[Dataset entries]
============

//! Ragline Core Library
//!
//! Retrieval-augmented question answering over embedded document collections.
//!
//! # Features
//! - Layered-separator text segmentation with source attribution
//! - Batched, order-preserving embedding over HTTP (TEI-compatible `/embed`)
//! - SQLite-backed vector collections with inner-product HNSW search
//! - Cross-encoder reranking with strict relevance thresholds
//! - Follow-up query rewriting, bounded conversation history and prompt admission control

pub mod chat;
pub mod config;
pub mod db;
pub mod error;
pub mod index;
pub mod llm;
pub mod locks;
pub mod providers;
pub mod search;

pub use chat::{
    AdmissionControl, AdmissionReport, ConversationHistory, PromptAssembler, QueryContext,
    QueryPipeline,
};
pub use config::{
    ChatConfig, ChunkingConfig, Config, EmbeddingServiceConfig, LLMServiceConfig, LoaderConfig,
    RerankerServiceConfig, RetrievalConfig, VectorStoreConfig,
};
pub use db::{CollectionInfo, Database, NewRecord, SearchHit, VectorStore};
pub use error::{RaglineError, Error, Result};
pub use index::{Chunk, DocumentRecord, EmbeddingClient, IngestStats, IngestionPipeline, Segmenter};
pub use llm::{
    ChatMessage, Embedder, HttpEmbedder, HttpReranker, LLMClient, MetricsSnapshot, QueryRewriter,
    RerankResult, Reranker, Role, Tokenizer, VLLMClient,
};
pub use locks::CollectionLocks;
pub use providers::{FileLoader, SourceLoader, SourceRegistry, TextFilter, URLLoader};
pub use search::{AnnIndex, ScoredChunk};

/// Default cache directory name
pub const CACHE_DIR_NAME: &str = "ragline";

/// Default config directory name
pub const CONFIG_DIR_NAME: &str = "ragline";
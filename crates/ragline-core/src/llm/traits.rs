//! Service trait definitions
//!
//! The pipelines only see these traits, so tests substitute in-process fakes.

use super::ChatMessage;
use crate::error::Result;
use async_trait::async_trait;
use serde::{Deserialize, Serialize};

/// Embedding generation trait
#[async_trait]
pub trait Embedder: Send + Sync {
    /// Generate embedding for single text
    async fn embed(&self, text: &str) -> Result<Vec<f32>> {
        let mut results = self.embed_batch(&[text.to_string()]).await?;
        results
            .pop()
            .ok_or_else(|| crate::error::RaglineError::Llm("No embedding returned".to_string()))
    }

    /// Generate embeddings for one batch of texts in a single request.
    /// Output position `i` corresponds to input position `i`.
    async fn embed_batch(&self, texts: &[String]) -> Result<Vec<Vec<f32>>>;

    /// Get embedding dimensions
    fn dimensions(&self) -> usize;

    /// Get model name
    fn model_name(&self) -> &str;
}

/// Document reranking trait
#[async_trait]
pub trait Reranker: Send + Sync {
    /// Score every text against the query. The result order is unspecified.
    async fn rerank(&self, query: &str, texts: &[String]) -> Result<Vec<RerankResult>>;

    /// Get model name
    fn model_name(&self) -> &str;
}

/// Reranking result, addressed by position in the request's `texts`
#[derive(Debug, Clone, PartialEq, Serialize, Deserialize)]
pub struct RerankResult {
    pub index: usize,
    pub score: f64,
}

/// Chat completion trait
#[async_trait]
pub trait LLMClient: Send + Sync {
    /// Generate chat completion
    async fn chat_completion(&self, messages: Vec<ChatMessage>) -> Result<String>;

    /// Get model name
    fn model_name(&self) -> &str;
}

/// Tokenization trait
#[async_trait]
pub trait Tokenizer: Send + Sync {
    /// Tokenize text
    async fn tokenize(&self, text: &str) -> Result<Vec<u32>>;

    /// Count tokens
    async fn count_tokens(&self, text: &str) -> Result<usize> {
        Ok(self.tokenize(text).await?.len())
    }
}
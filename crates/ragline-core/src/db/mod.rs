//! Vector store
//!
//! SQLite-backed named collections of embedded text records with
//! inner-product similarity search.

mod collections;
mod schema;
pub mod vectors;

pub use collections::{CollectionInfo, METRIC_INNER_PRODUCT};
pub use schema::Database;
pub use vectors::RecordGeneration;

use crate::error::Result;
use serde::Serialize;
use std::path::PathBuf;

/// Record to be inserted; id, length and timestamp are assigned by the store
#[derive(Debug, Clone, PartialEq)]
pub struct NewRecord {
    pub embedding: Vec<f32>,
    pub text: String,
}

impl NewRecord {
    pub fn new(embedding: Vec<f32>, text: impl Into<String>) -> Self {
        Self {
            embedding,
            text: text.into(),
        }
    }
}

/// Search hit, ordered by descending similarity in result lists
#[derive(Debug, Clone, PartialEq, Serialize)]
pub struct SearchHit {
    pub id: i64,
    pub text: String,
    /// Inner product with the query embedding
    pub similarity: f32,
    pub text_length: usize,
}

/// Vector store operations used by the pipelines
pub trait VectorStore: Send + Sync {
    fn has_collection(&self, name: &str) -> Result<bool>;

    /// Create an empty collection with a fixed embedding dimension
    fn create_collection(&self, name: &str, dimensions: usize) -> Result<()>;

    /// Drop a collection and its records; returns whether it existed
    fn drop_collection(&self, name: &str) -> Result<bool>;

    fn list_collections(&self) -> Result<Vec<CollectionInfo>>;

    /// Bulk insert; a missing collection inserts nothing and returns 0
    fn insert_records(&self, name: &str, records: &[NewRecord]) -> Result<usize>;

    /// Build the collection's similarity index from its current records
    fn ensure_indexed(&self, name: &str) -> Result<()>;

    /// Top-k most similar records, deduplicated by exact text
    fn search(&self, name: &str, query: &[f32], k: usize) -> Result<Vec<SearchHit>>;

    fn count_records(&self, name: &str) -> Result<usize>;
}

impl VectorStore for Database {
    fn has_collection(&self, name: &str) -> Result<bool> {
        Database::has_collection(self, name)
    }

    fn create_collection(&self, name: &str, dimensions: usize) -> Result<()> {
        Database::create_collection(self, name, dimensions)
    }

    fn drop_collection(&self, name: &str) -> Result<bool> {
        Database::drop_collection(self, name)
    }

    fn list_collections(&self) -> Result<Vec<CollectionInfo>> {
        Database::list_collections(self)
    }

    fn insert_records(&self, name: &str, records: &[NewRecord]) -> Result<usize> {
        Database::insert_records(self, name, records)
    }

    fn ensure_indexed(&self, name: &str) -> Result<()> {
        Database::ensure_indexed(self, name)
    }

    fn search(&self, name: &str, query: &[f32], k: usize) -> Result<Vec<SearchHit>> {
        self.search_collection(name, query, k)
    }

    fn count_records(&self, name: &str) -> Result<usize> {
        Database::count_records(self, name)
    }
}

impl Database {
    /// Get the default database path
    pub fn default_path() -> PathBuf {
        dirs::cache_dir()
            .unwrap_or_else(|| PathBuf::from("."))
            .join(crate::CACHE_DIR_NAME)
            .join("vectors.sqlite")
    }
}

============

Problem description
Having read the records, return each one exactly.

Result
//! Ragline Core Library
//!
//! Retrieval-augmented question answering over embedded document collections.
//!
//! # Features
//! - Layered-separator text segmentation with source attribution
//! - Batched, order-preserving embedding over HTTP (TEI-compatible `/embed`)
//! - SQLite-backed vector collections with inner-product HNSW search
//! - Cross-encoder reranking with strict relevance thresholds
//! - Follow-up query rewriting, bounded conversation history and prompt admission control

pub mod chat;
pub mod config;
pub mod db;
pub mod error;
pub mod index;
pub mod llm;
pub mod locks;
pub mod providers;
pub mod search;

pub use chat::{
    AdmissionControl, AdmissionReport, ConversationHistory, PromptAssembler, QueryContext,
    QueryPipeline,
};
pub use config::{
    ChatConfig, ChunkingConfig, Config, EmbeddingServiceConfig, LLMServiceConfig, LoaderConfig,
    RerankerServiceConfig, RetrievalConfig, VectorStoreConfig,
};
pub use db::{CollectionInfo, Database, NewRecord, SearchHit, VectorStore};
pub use error::{RaglineError, Error, Result};
pub use index::{Chunk, DocumentRecord, EmbeddingClient, IngestStats, IngestionPipeline, Segmenter};
pub use llm::{
    ChatMessage, Embedder, HttpEmbedder, HttpReranker, LLMClient, MetricsSnapshot, QueryRewriter,
    RerankResult, Reranker, Role, Tokenizer, VLLMClient,
};
pub use locks::CollectionLocks;
pub use providers::{FileLoader, SourceLoader, SourceRegistry, TextFilter, URLLoader};
pub use search::{AnnIndex, ScoredChunk};

/// Default cache directory name
pub const CACHE_DIR_NAME: &str = "ragline";

/// Default config directory name
pub const CONFIG_DIR_NAME: &str = "ragline";
filename crates/ragline-core/src/llm/traits.rs
//! Service trait definitions
//!
//! The pipelines only see these traits, so tests substitute in-process fakes.

use super::ChatMessage;
use crate::error::Result;
use async_trait::async_trait;
use serde::{Deserialize, Serialize};

/// Embedding generation trait
#[async_trait]
pub trait Embedder: Send + Sync {
    /// Generate embedding for single text
    async fn embed(&self, text: &str) -> Result<Vec<f32>> {
        let mut results = self.embed_batch(&[text.to_string()]).await?;
        results
            .pop()
            .ok_or_else(|| crate::error::RaglineError::Llm("No embedding returned".to_string()))
    }

    /// Generate embeddings for one batch of texts in a single request.
    /// Output position `i` corresponds to input position `i`.
    async fn embed_batch(&self, texts: &[String]) -> Result<Vec<Vec<f32>>>;

    /// Get embedding dimensions
    fn dimensions(&self) -> usize;

    /// Get model name
    fn model_name(&self) -> &str;
}

/// Document reranking trait
#[async_trait]
pub trait Reranker: Send + Sync {
    /// Score every text against the query. The result order is unspecified.
    async fn rerank(&self, query: &str, texts: &[String]) -> Result<Vec<RerankResult>>;

    /// Get model name
    fn model_name(&self) -> &str;
}

/// Reranking result, addressed by position in the request's `texts`
#[derive(Debug, Clone, PartialEq, Serialize, Deserialize)]
pub struct RerankResult {
    pub index: usize,
    pub score: f64,
}

/// Chat completion trait
#[async_trait]
pub trait LLMClient: Send + Sync {
    /// Generate chat completion
    async fn chat_completion(&self, messages: Vec<ChatMessage>) -> Result<String>;

    /// Get model name
    fn model_name(&self) -> &str;
}

/// Tokenization trait
#[async_trait]
pub trait Tokenizer: Send + Sync {
    /// Tokenize text
    async fn tokenize(&self, text: &str) -> Result<Vec<u32>>;

    /// Count tokens
    async fn count_tokens(&self, text: &str) -> Result<usize> {
        Ok(self.tokenize(text).await?.len())
    }
}
filename crates/ragline-core/src/db/mod.rs
//! Vector store
//!
//! SQLite-backed named collections of embedded text records with
//! inner-product similarity search.

mod collections;
mod schema;
pub mod vectors;

pub use collections::{CollectionInfo, METRIC_INNER_PRODUCT};
pub use schema::Database;
pub use vectors::RecordGeneration;

use crate::error::Result;
use serde::Serialize;
use std::path::PathBuf;

/// Record to be inserted; id, length and timestamp are assigned by the store
#[derive(Debug, Clone, PartialEq)]
pub struct NewRecord {
    pub embedding: Vec<f32>,
    pub text: String,
}

impl NewRecord {
    pub fn new(embedding: Vec<f32>, text: impl Into<String>) -> Self {
        Self {
            embedding,
            text: text.into(),
        }
    }
}

/// Search hit, ordered by descending similarity in result lists
#[derive(Debug, Clone, PartialEq, Serialize)]
pub struct SearchHit {
    pub id: i64,
    pub text: String,
    /// Inner product with the query embedding
    pub similarity: f32,
    pub text_length: usize,
}

/// Vector store operations used by the pipelines
pub trait VectorStore: Send + Sync {
    fn has_collection(&self, name: &str) -> Result<bool>;

    /// Create an empty collection with a fixed embedding dimension
    fn create_collection(&self, name: &str, dimensions: usize) -> Result<()>;

    /// Drop a collection and its records; returns whether it existed
    fn drop_collection(&self, name: &str) -> Result<bool>;

    fn list_collections(&self) -> Result<Vec<CollectionInfo>>;

    /// Bulk insert; a missing collection inserts nothing and returns 0
    fn insert_records(&self, name: &str, records: &[NewRecord]) -> Result<usize>;

    /// Build the collection's similarity index from its current records
    fn ensure_indexed(&self, name: &str) -> Result<()>;

    /// Top-k most similar records, deduplicated by exact text
    fn search(&self, name: &str, query: &[f32], k: usize) -> Result<Vec<SearchHit>>;

    fn count_records(&self, name: &str) -> Result<usize>;
}

impl VectorStore for Database {
    fn has_collection(&self, name: &str) -> Result<bool> {
        Database::has_collection(self, name)
    }

    fn create_collection(&self, name: &str, dimensions: usize) -> Result<()> {
        Database::create_collection(self, name, dimensions)
    }

    fn drop_collection(&self, name: &str) -> Result<bool> {
        Database::drop_collection(self, name)
    }

    fn list_collections(&self) -> Result<Vec<CollectionInfo>> {
        Database::list_collections(self)
    }

    fn insert_records(&self, name: &str, records: &[NewRecord]) -> Result<usize> {
        Database::insert_records(self, name, records)
    }

    fn ensure_indexed(&self, name: &str) -> Result<()> {
        Database::ensure_indexed(self, name)
    }

    fn search(&self, name: &str, query: &[f32], k: usize) -> Result<Vec<SearchHit>> {
        self.search_collection(name, query, k)
    }

    fn count_records(&self, name: &str) -> Result<usize> {
        Database::count_records(self, name)
    }
}

impl Database {
    /// Get the default database path
    pub fn default_path() -> PathBuf {
        dirs::cache_dir()
            .unwrap_or_else(|| PathBuf::from("."))
            .join(crate::CACHE_DIR_NAME)
            .join("vectors.sqlite")
    }
}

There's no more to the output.